Population (June 2025)
- • Total: 140
- • Density: 670/km^{2} (1,700/sq mi)
- Website: www.koitiata.nz

= Koitiata =

Settlement in Manawatū-Whanganui Region, New Zealand

Koitiata is a settlement located in the southwestern part of Rangitikei District of the Manawatū-Whanganui region of New Zealand's North Island. At the time of the 2018 census, Koitiata had a population of 126. Marton is located 24 km to the east and Whanganui is located 29 km to the northwest. Nearby Koitiata is Lake Koitiata.

==Government and politics==
===Local government===

As part of the Rangitikei District, the current Mayor of Rangitikei since 2013 is Andy Watson.

Koitiata forms part of the Southern ward of the Rangitikei District Council, which elects two of the eleven district councillors.

===National government===
Koitiata, like the rest of the Rangitikei District, is located in the general electorate of Rangitīkei and in the Māori electorate of Te Tai Hauāuru. Rangitīkei is a safe National Party seat since the 1938 election with the exception of 1978–1984 when it was held by Bruce Beetham of the Social Credit Party. Since 2011 it is held by Ian McKelvie.

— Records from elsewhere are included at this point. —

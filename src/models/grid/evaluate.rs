use tracing::debug;

use super::types::{AxisRange, GridSpec, HeatmapGrid};
use crate::error::{
    ensure_finite, ensure_positive, Axis, Parameter, PricingError, Result, MUST_BE_AT_LEAST_ONE,
};
use crate::market_params::MarketParameters;
use crate::models::bs::BlackScholes;
use crate::models::traits::PricingModel;
use crate::models::utils::linspace;

/// Checks everything a grid evaluation depends on before the first cell is
/// priced, so an invalid request fails as a whole rather than half-way.
pub fn validate_grid_spec(spec: &GridSpec) -> Result<()> {
    ensure_positive(Parameter::StrikePrice, spec.strike_price)?;
    ensure_positive(Parameter::TimeToMaturity, spec.time_to_maturity)?;
    ensure_finite(Parameter::RiskFreeRate, spec.risk_free_rate)?;

    if spec.resolution == 0 {
        return Err(PricingError::invalid(
            Parameter::Resolution,
            0.0,
            MUST_BE_AT_LEAST_ONE,
        ));
    }

    validate_range(
        Axis::Spot,
        spec.spot_range,
        Parameter::SpotMin,
        Parameter::SpotMax,
    )?;
    validate_range(
        Axis::Volatility,
        spec.volatility_range,
        Parameter::VolatilityMin,
        Parameter::VolatilityMax,
    )?;
    Ok(())
}

fn validate_range(axis: Axis, range: AxisRange, min: Parameter, max: Parameter) -> Result<()> {
    // Every point of the axis feeds a log or a square root, so the lower
    // bound must already be in the model's domain.
    ensure_positive(min, range.min)?;
    ensure_positive(max, range.max)?;
    if range.min > range.max {
        return Err(PricingError::InvalidRange {
            axis,
            min: range.min,
            max: range.max,
        });
    }
    Ok(())
}

/// Prices every `(volatility, spot)` cell of the grid with `model`.
///
/// Rows follow the volatility axis and columns the spot axis. Each cell is an
/// independent evaluation; nothing is interpolated or reused between cells.
pub fn price_grid_with<M: PricingModel>(model: &M, spec: &GridSpec) -> Result<HeatmapGrid> {
    validate_grid_spec(spec)?;

    let spot_axis = linspace(spec.spot_range.min, spec.spot_range.max, spec.resolution);
    let volatility_axis = linspace(
        spec.volatility_range.min,
        spec.volatility_range.max,
        spec.resolution,
    );

    debug!(
        model = model.model_name(),
        resolution = spec.resolution,
        spot_min = spec.spot_range.min,
        spot_max = spec.spot_range.max,
        vol_min = spec.volatility_range.min,
        vol_max = spec.volatility_range.max,
        "pricing heatmap grid"
    );

    let mut call_matrix = Vec::with_capacity(volatility_axis.len());
    let mut put_matrix = Vec::with_capacity(volatility_axis.len());

    for &volatility in &volatility_axis {
        let mut call_row = Vec::with_capacity(spot_axis.len());
        let mut put_row = Vec::with_capacity(spot_axis.len());

        for &spot_price in &spot_axis {
            let params = MarketParameters::new(
                spot_price,
                spec.strike_price,
                spec.time_to_maturity,
                volatility,
                spec.risk_free_rate,
            )?;
            let prices = model.price(&params)?;
            call_row.push(prices.call);
            put_row.push(prices.put);
        }

        call_matrix.push(call_row);
        put_matrix.push(put_row);
    }

    debug!(
        cells = spec.resolution * spec.resolution,
        "heatmap grid complete"
    );

    Ok(HeatmapGrid {
        spot_axis,
        volatility_axis,
        call_matrix,
        put_matrix,
    })
}

/// Black-Scholes grid evaluation.
pub fn price_grid(spec: &GridSpec) -> Result<HeatmapGrid> {
    price_grid_with(&BlackScholes, spec)
}

#[cfg(test)]
mod tests {
    use super::*;
    use crate::market_params::OptionPrices;

    /// Echoes its inputs so the matrix orientation can be read back.
    struct EchoModel;

    impl PricingModel for EchoModel {
        fn model_name(&self) -> &str {
            "echo"
        }

        fn price(&self, params: &MarketParameters) -> Result<OptionPrices> {
            Ok(OptionPrices {
                call: params.spot_price,
                put: params.volatility,
            })
        }
    }

    fn spec() -> GridSpec {
        GridSpec::new(
            100.0,
            1.0,
            0.05,
            AxisRange::new(60.0, 90.0),
            AxisRange::new(0.18, 0.30),
        )
    }

    #[test]
    fn rows_follow_volatility_and_columns_follow_spot() {
        let grid = price_grid_with(&EchoModel, &spec().with_resolution(4)).unwrap();
        for (i, row) in grid.call_matrix.iter().enumerate() {
            for (j, &call) in row.iter().enumerate() {
                assert_eq!(call, grid.spot_axis[j]);
                assert_eq!(grid.put_matrix[i][j], grid.volatility_axis[i]);
            }
        }
    }

    #[test]
    fn zero_resolution_is_rejected() {
        let err = price_grid(&spec().with_resolution(0)).unwrap_err();
        assert_eq!(err.parameter(), Some(Parameter::Resolution));
    }

    #[test]
    fn zero_spot_min_fails_before_pricing() {
        let mut s = spec();
        s.spot_range.min = 0.0;
        let err = price_grid(&s).unwrap_err();
        assert_eq!(err.parameter(), Some(Parameter::SpotMin));
    }

    #[test]
    fn inverted_volatility_range_is_rejected() {
        let mut s = spec();
        s.volatility_range = AxisRange::new(0.30, 0.18);
        assert_eq!(
            price_grid(&s).unwrap_err(),
            PricingError::InvalidRange {
                axis: Axis::Volatility,
                min: 0.30,
                max: 0.18
            }
        );
    }

    #[test]
    fn single_point_grid() {
        let grid = price_grid(&spec().with_resolution(1)).unwrap();
        assert_eq!(grid.shape(), (1, 1));
        assert_eq!(grid.spot_axis, vec![60.0]);
        assert_eq!(grid.volatility_axis, vec![0.18]);
    }
}
//! # bs-heatmap: Black-Scholes Option Pricing and Sensitivity Heatmaps
//!
//! `bs-heatmap` prices European calls and puts with the Black-Scholes closed
//! form and sweeps those prices over a grid of spot prices and volatilities
//! for visual inspection.
//!
//! ## Core Features
//!
//! - **Pricing**: call and put values from spot, strike, maturity, volatility
//!   and risk-free rate, with inputs validated before evaluation
//! - **Sensitivity grid**: full `resolution × resolution` recompute over
//!   evenly spaced spot and volatility axes
//! - **Rendering**: annotated two-panel SVG heatmap, text summary, CSV export
//! - **Configuration**: TOML dashboard settings with presets (`serde` feature)
//!
//! ## Quick Start
//!
//! ```rust
//! use bs_heatmap::{price, price_grid, AxisRange, GridSpec, MarketParameters};
//!
//! let params = MarketParameters::new(100.0, 100.0, 1.0, 0.20, 0.05)?;
//! let prices = price(&params)?;
//! assert!((prices.call - 10.4506).abs() < 1e-3);
//!
//! let spec = GridSpec::new(100.0, 1.0, 0.05, AxisRange::new(60.0, 90.0), AxisRange::new(0.18, 0.30));
//! let grid = price_grid(&spec)?;
//! assert_eq!(grid.shape(), (10, 10));
//! # Ok::<(), bs_heatmap::PricingError>(())
//! ```
//!
//! ## Errors
//!
//! A spot, strike, maturity or volatility that is not strictly positive, or
//! any non-finite input, yields [`PricingError::InvalidParameter`] naming the
//! parameter. The formula is never evaluated outside its domain, so no NaN or
//! infinity reaches the caller.

// ================================================================================================
// MODULES
// ================================================================================================

#[cfg(feature = "serde")]
pub mod config;
pub mod error;
pub mod market_params;
pub mod models;
pub mod render;

// ================================================================================================
// PUBLIC RE-EXPORTS
// ================================================================================================

pub use error::{Axis, Parameter, PricingError, Result};
pub use market_params::{MarketParameters, OptionPrices};

pub use models::bs::{black_scholes, norm_cdf, BlackScholes};
pub use models::grid::{
    price_grid_with, validate_grid_spec, AxisRange, GridSpec, HeatmapGrid, DEFAULT_RESOLUTION,
};
pub use models::traits::PricingModel;

#[cfg(feature = "serde")]
pub use config::{DashboardConfig, HeatmapConfig, MarketConfig};
pub use render::HeatmapStyle;

// ================================================================================================
// DEFAULT CONFIGURATIONS
// ================================================================================================

/// Pre-configured dashboard settings.
///
/// - [`standard()`]: the dashboard's initial inputs and sweep
/// - [`at_the_money()`]: spot axis centred on the strike
/// - [`fine()`]: 25×25 sweep without annotations
/// - [`minimal()`]: 3×3 sweep
#[cfg(feature = "serde")]
pub mod default_configs {
    use crate::config::DashboardConfig;

    /// S=100, K=100, T=1, σ=0.20, r=0.05; spot 60–90, volatility 0.18–0.30, 10×10.
    ///
    /// ```rust
    /// use bs_heatmap::default_configs;
    ///
    /// let config = default_configs::standard();
    /// assert_eq!(config.heatmap.resolution, 10);
    /// ```
    pub fn standard() -> DashboardConfig {
        DashboardConfig::standard()
    }

    pub fn at_the_money() -> DashboardConfig {
        DashboardConfig::at_the_money()
    }

    pub fn fine() -> DashboardConfig {
        DashboardConfig::fine()
    }

    pub fn minimal() -> DashboardConfig {
        DashboardConfig::minimal()
    }
}

// ================================================================================================
// PRICING API
// ================================================================================================

/// Price a European call and put under Black-Scholes.
///
/// ```text
/// d1 = (ln(S/K) + (r + σ²/2)·T) / (σ·√T)
/// d2 = d1 − σ·√T
/// call = S·Φ(d1) − K·e^(−rT)·Φ(d2)
/// put  = K·e^(−rT)·Φ(−d2) − S·Φ(−d1)
/// ```
///
/// # Errors
///
/// [`PricingError::InvalidParameter`] if `params` violates the model's domain
/// (possible when it was built with a struct literal instead of
/// [`MarketParameters::new`]).
pub fn price(params: &MarketParameters) -> Result<OptionPrices> {
    BlackScholes.price(params)
}

/// Price from the five scalars directly.
///
/// ```rust
/// use bs_heatmap::{price_option, Parameter};
///
/// let prices = price_option(100.0, 100.0, 1.0, 0.2, 0.05).unwrap();
/// assert!(prices.call > prices.put);
///
/// let err = price_option(100.0, 100.0, 0.0, 0.2, 0.05).unwrap_err();
/// assert_eq!(err.parameter(), Some(Parameter::TimeToMaturity));
/// ```
pub fn price_option(
    spot_price: f64,
    strike_price: f64,
    time_to_maturity: f64,
    volatility: f64,
    risk_free_rate: f64,
) -> Result<OptionPrices> {
    let params = MarketParameters::new(
        spot_price,
        strike_price,
        time_to_maturity,
        volatility,
        risk_free_rate,
    )?;
    Ok(black_scholes(&params))
}

/// Price every `(volatility, spot)` cell of the grid described by `spec`.
///
/// `call_matrix[i][j]` is the call price at `volatility_axis[i]` and
/// `spot_axis[j]`, computed exactly as [`price`] would compute it.
///
/// # Errors
///
/// [`PricingError::InvalidParameter`] for a zero resolution or any bound,
/// strike or maturity outside the model's domain;
/// [`PricingError::InvalidRange`] when a range has `min > max`. Validation
/// happens before the first cell is priced.
pub fn price_grid(spec: &GridSpec) -> Result<HeatmapGrid> {
    models::grid::price_grid(spec)
}
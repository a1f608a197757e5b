// Closed-form Black-Scholes pricing for European calls and puts on a
// non-dividend-paying underlying. Inputs arrive as validated
// `MarketParameters`, so the formula never sees a non-positive log argument,
// a zero denominator or an infinite discount factor.

use crate::error::Result;
use crate::market_params::{MarketParameters, OptionPrices};
use crate::models::traits::PricingModel;

/// Standard normal cumulative distribution function.
///
/// Evaluated through the complementary error function, which keeps full
/// relative precision deep in the lower tail where `1 + erf(x)` would cancel.
pub fn norm_cdf(x: f64) -> f64 {
    // Φ(x) = 0.5 * erfc(-x / sqrt(2))
    0.5 * libm::erfc(-x / std::f64::consts::SQRT_2)
}

/// The `d1` and `d2` terms of the Black-Scholes formula.
#[allow(non_snake_case)]
pub fn d1_d2(params: &MarketParameters) -> (f64, f64) {
    let S = params.spot_price;
    let K = params.strike_price;
    let T = params.time_to_maturity;
    let r = params.risk_free_rate;
    let sigma = params.volatility;

    let sigma_sqrt_t = params.total_volatility();
    let d1 = ((S / K).ln() + (r + 0.5 * sigma.powi(2)) * T) / sigma_sqrt_t;
    (d1, d1 - sigma_sqrt_t)
}

/// Call and put prices under Black-Scholes assumptions.
///
/// Negative rounding residue far out of the money is clamped to zero; put-call
/// parity is unaffected beyond the last ulp. NaN is passed through, so callers
/// skipping validation see it instead of a plausible zero.
#[allow(non_snake_case)]
pub fn black_scholes(params: &MarketParameters) -> OptionPrices {
    let S = params.spot_price;
    let K = params.strike_price;
    let (d1, d2) = d1_d2(params);
    let discounted_strike = K * params.discount_factor();

    let call = S * norm_cdf(d1) - discounted_strike * norm_cdf(d2);
    let put = discounted_strike * norm_cdf(-d2) - S * norm_cdf(-d1);

    OptionPrices {
        call: clamp_residue(call),
        put: clamp_residue(put),
    }
}

fn clamp_residue(value: f64) -> f64 {
    if value < 0.0 {
        0.0
    } else {
        value
    }
}

/// Intrinsic value `(max(S-K, 0), max(K-S, 0))`, the T → 0 limit of the prices.
pub fn intrinsic_value(spot: f64, strike: f64) -> OptionPrices {
    OptionPrices {
        call: (spot - strike).max(0.0),
        put: (strike - spot).max(0.0),
    }
}

/// The Black-Scholes model as a [`PricingModel`].
#[derive(Debug, Clone, Copy, Default, PartialEq, Eq)]
pub struct BlackScholes;

impl PricingModel for BlackScholes {
    fn model_name(&self) -> &str {
        "black-scholes"
    }

    fn price(&self, params: &MarketParameters) -> Result<OptionPrices> {
        params.validate()?;
        Ok(black_scholes(params))
    }
}
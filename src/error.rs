//! Error types for option pricing and grid evaluation.
//!
//! The pricing core never returns NaN for a domain violation. Every input is
//! checked before the closed form is evaluated and a failing check surfaces as
//! a [`PricingError`] naming the offending parameter.

use std::fmt;
use thiserror::Error;

/// Scalar inputs accepted by the pricing and grid operations.
#[derive(Debug, Clone, Copy, PartialEq, Eq, Hash)]
pub enum Parameter {
    SpotPrice,
    StrikePrice,
    TimeToMaturity,
    Volatility,
    RiskFreeRate,
    SpotMin,
    SpotMax,
    VolatilityMin,
    VolatilityMax,
    Resolution,
}

impl Parameter {
    pub fn name(&self) -> &'static str {
        match self {
            Parameter::SpotPrice => "spot_price",
            Parameter::StrikePrice => "strike_price",
            Parameter::TimeToMaturity => "time_to_maturity",
            Parameter::Volatility => "volatility",
            Parameter::RiskFreeRate => "risk_free_rate",
            Parameter::SpotMin => "spot_min",
            Parameter::SpotMax => "spot_max",
            Parameter::VolatilityMin => "volatility_min",
            Parameter::VolatilityMax => "volatility_max",
            Parameter::Resolution => "resolution",
        }
    }
}

impl fmt::Display for Parameter {
    fn fmt(&self, f: &mut fmt::Formatter<'_>) -> fmt::Result {
        f.write_str(self.name())
    }
}

/// Heatmap axis identifier used in range errors.
#[derive(Debug, Clone, Copy, PartialEq, Eq, Hash)]
pub enum Axis {
    Spot,
    Volatility,
}

impl fmt::Display for Axis {
    fn fmt(&self, f: &mut fmt::Formatter<'_>) -> fmt::Result {
        match self {
            Axis::Spot => f.write_str("spot"),
            Axis::Volatility => f.write_str("volatility"),
        }
    }
}

#[derive(Error, Debug, Clone, PartialEq)]
pub enum PricingError {
    #[error("invalid parameter {parameter}={value}: {reason}")]
    InvalidParameter {
        parameter: Parameter,
        value: f64,
        reason: &'static str,
    },

    #[error("invalid {axis} range: min {min} exceeds max {max}")]
    InvalidRange { axis: Axis, min: f64, max: f64 },
}

pub type Result<T> = std::result::Result<T, PricingError>;

pub(crate) const MUST_BE_POSITIVE: &str = "must be > 0";
pub(crate) const MUST_BE_FINITE: &str = "must be finite";
pub(crate) const MUST_BE_AT_LEAST_ONE: &str = "must be at least 1";
pub(crate) const TOTAL_VOLATILITY_OUT_OF_RANGE: &str =
    "volatility * sqrt(time_to_maturity) must be representable and > 0";
pub(crate) const DISCOUNT_FACTOR_OVERFLOWS: &str =
    "exp(-risk_free_rate * time_to_maturity) overflows";

impl PricingError {
    pub fn invalid(parameter: Parameter, value: f64, reason: &'static str) -> Self {
        Self::InvalidParameter {
            parameter,
            value,
            reason,
        }
    }

    /// The parameter at fault, if the error concerns a single scalar.
    pub fn parameter(&self) -> Option<Parameter> {
        match self {
            Self::InvalidParameter { parameter, .. } => Some(*parameter),
            Self::InvalidRange { .. } => None,
        }
    }
}

/// Rejects non-finite and non-positive values.
pub(crate) fn ensure_positive(parameter: Parameter, value: f64) -> Result<()> {
    ensure_finite(parameter, value)?;
    if value <= 0.0 {
        return Err(PricingError::invalid(parameter, value, MUST_BE_POSITIVE));
    }
    Ok(())
}

pub(crate) fn ensure_finite(parameter: Parameter, value: f64) -> Result<()> {
    if !value.is_finite() {
        return Err(PricingError::invalid(parameter, value, MUST_BE_FINITE));
    }
    Ok(())
}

Te Tai Hauāuru is a more volatile seat, having been held by three different parties since 1996, i.e. New Zealand First, Te Pāti Māori and the Labour Party.

==Education==

The nearest primary school is Turakina School in Turakina and the nearest secondary schools are in Whanganui and Marton.

==Demographics==
Koitiata is described by Statistics New Zealand as a rural settlement. It covers 0.21 km2 and had an estimated population of as of with a population density of people per km^{2}. It is part of the larger Turakina statistical area.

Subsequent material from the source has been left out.